Other state statutes that require touching of the minor victim for purposes of sexual gratification or arousal include Maryland's statute, which criminalizes a person from engaging in sexual contact — defined as "intentional touching of the victim's or actor's genital, anal or other intimate area for sexual arousal or gratification" — with a victim under fourteen years, if the person is at least four years older than the victim, see Md. Code Ann. Crim. Law §§ 3-301, 3-307, and Delaware's statute, which criminalizes sexual contact — defined as intentional touching of the "anus, breast, buttocks or genitalia" by the defendant of the victim or victim of the defendant "which . . ., under the circumstances as viewed by a reasonable person, is intended to be sexual in nature" — with a person less than eighteen, see Del.
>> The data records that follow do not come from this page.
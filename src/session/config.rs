//! Session configuration.

use serde::{Deserialize, Serialize};

use crate::core::Player;
use crate::search::SearchConfig;

/// Which seat the computer plays.
#[derive(Clone, Copy, Debug, Default, PartialEq, Eq, Hash, Serialize, Deserialize)]
pub enum AiSeat {
    /// Both seats are played by the caller's agent.
    None,
    /// Always the same seat.
    Fixed(Player),
    /// Coin flip at the start of every game.
    #[default]
    Random,
}

/// Session configuration parameters.
#[derive(Clone, Debug, PartialEq, Eq, Serialize, Deserialize)]
pub struct SessionConfig {
    /// Seed for the session RNG (tie-breaks and seat coin flips).
    pub seed: u64,

    pub ai_seat: AiSeat,

    /// Settings for the computer player.
    pub search: SearchConfig,
}

impl Default for SessionConfig {
    fn default() -> Self {
        Self {
            seed: 42,
            ai_seat: AiSeat::Random,
            search: SearchConfig::default(),
        }
    }
}

impl SessionConfig {
    /// Create a new config with custom seed.
    pub fn with_seed(mut self, seed: u64) -> Self {
        self.seed = seed;
        self
    }

    /// Create a new config with a custom AI seat.
    pub fn with_ai_seat(mut self, seat: AiSeat) -> Self {
        self.ai_seat = seat;
        self
    }

    /// Create a new config with custom search settings.
    pub fn with_search(mut self, search: SearchConfig) -> Self {
        self.search = search;
        self
    }
}

#[cfg(test)]
mod tests {
    use super::*;

    #[test]
    fn test_default_config() {
        let config = SessionConfig::default();
        assert_eq!(config.seed, 42);
        assert_eq!(config.ai_seat, AiSeat::Random);
        assert_eq!(config.search, SearchConfig::default());
    }

    #[test]
    fn test_serialization() {
        let config = SessionConfig::default()
            .with_seed(7)
            .with_ai_seat(AiSeat::Fixed(Player::X));

        let json = serde_json::to_string(&config).unwrap();
        let deserialized: SessionConfig = serde_json::from_str(&json).unwrap();

        assert_eq!(config, deserialized);
    }
}
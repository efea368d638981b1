//! Board coordinates.
//!
//! ## Layout
//!
//! Cells are addressed by `(row, col)`, both in `0..3`. Internally the
//! board is a flat arena of 9 cells indexed `row * 3 + col`:
//!
//! ```text
//! 0 | 1 | 2
//! 3 | 4 | 5
//! 6 | 7 | 8
//! ```

use serde::{Deserialize, Serialize};

/// Side length of the board.
pub const BOARD_SIDE: usize = 3;

/// Number of cells on the board.
pub const CELL_COUNT: usize = BOARD_SIDE * BOARD_SIDE;

/// A cell on the 3×3 board.
#[derive(Clone, Copy, Debug, PartialEq, Eq, Hash, PartialOrd, Ord, Serialize, Deserialize)]
pub struct Position {
    pub row: u8,
    pub col: u8,
}

impl Position {
    /// Create a position.
    ///
    /// Panics if either coordinate is off the board. Use [`Position::checked`]
    /// for untrusted input.
    #[must_use]
    pub const fn new(row: u8, col: u8) -> Self {
        assert!(
            (row as usize) < BOARD_SIDE && (col as usize) < BOARD_SIDE,
            "Position out of range"
        );
        Self { row, col }
    }

    /// Create a position if both coordinates are on the board.
    #[must_use]
    pub const fn checked(row: u8, col: u8) -> Option<Self> {
        if (row as usize) < BOARD_SIDE && (col as usize) < BOARD_SIDE {
            Some(Self { row, col })
        } else {
            None
        }
    }

    /// Position for a flat cell index in `0..9`.
    ///
    /// ```
    /// use quantum_ttt::core::Position;
    ///
    /// assert_eq!(Position::from_index(5), Position::new(1, 2));
    /// assert_eq!(Position::new(2, 0).index(), 6);
    /// ```
    #[must_use]
    pub const fn from_index(index: usize) -> Self {
        assert!(index < CELL_COUNT, "Cell index out of range");
        Self {
            row: (index / BOARD_SIDE) as u8,
            col: (index % BOARD_SIDE) as u8,
        }
    }

    /// Flat cell index.
    #[inline]
    #[must_use]
    pub const fn index(self) -> usize {
        self.row as usize * BOARD_SIDE + self.col as usize
    }

    /// Check if the coordinates lie on the board.
    ///
    /// Always true for positions built through `new`, `from_index`, or
    /// `checked`; deserialized or struct-literal positions may fail.
    #[must_use]
    pub const fn is_valid(self) -> bool {
        (self.row as usize) < BOARD_SIDE && (self.col as usize) < BOARD_SIDE
    }

    /// All 9 positions in flat index order.
    pub fn all() -> impl Iterator<Item = Position> {
        (0..CELL_COUNT).map(Position::from_index)
    }
}

impl std::fmt::Display for Position {
    fn fmt(&self, f: &mut std::fmt::Formatter<'_>) -> std::fmt::Result {
        write!(f, "({}, {})", self.row, self.col)
    }
}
Code Ann tit. 11, §§ 761, 768. See also Mo. Rev. Stat. §§ 566.010, 566.068 (criminalizing sexual contact with a person under seventeen years of age and defining sexual contact as "any touching of another person with the genitals or any touching of the genitals or anus of another person, or the breast of a female person, or such touching through clothing, for the purpose of arousing or gratifying sexual desire of any person"); W. Va. Code § 61-8B-9 (criminalizing sexual contact with a victim's consent, when "such lack of consent is due to the victim's incapacity to consent by reason of being less than sixteen" and defining sexual contact as "intentional touching . . . of the breasts, buttocks, anus or any part of the sex organs of another person, or intentional touching of any part of another person's body by the actor's sex organs, where . . . the touching is done for the purpose of gratifying the sexual desire of either party").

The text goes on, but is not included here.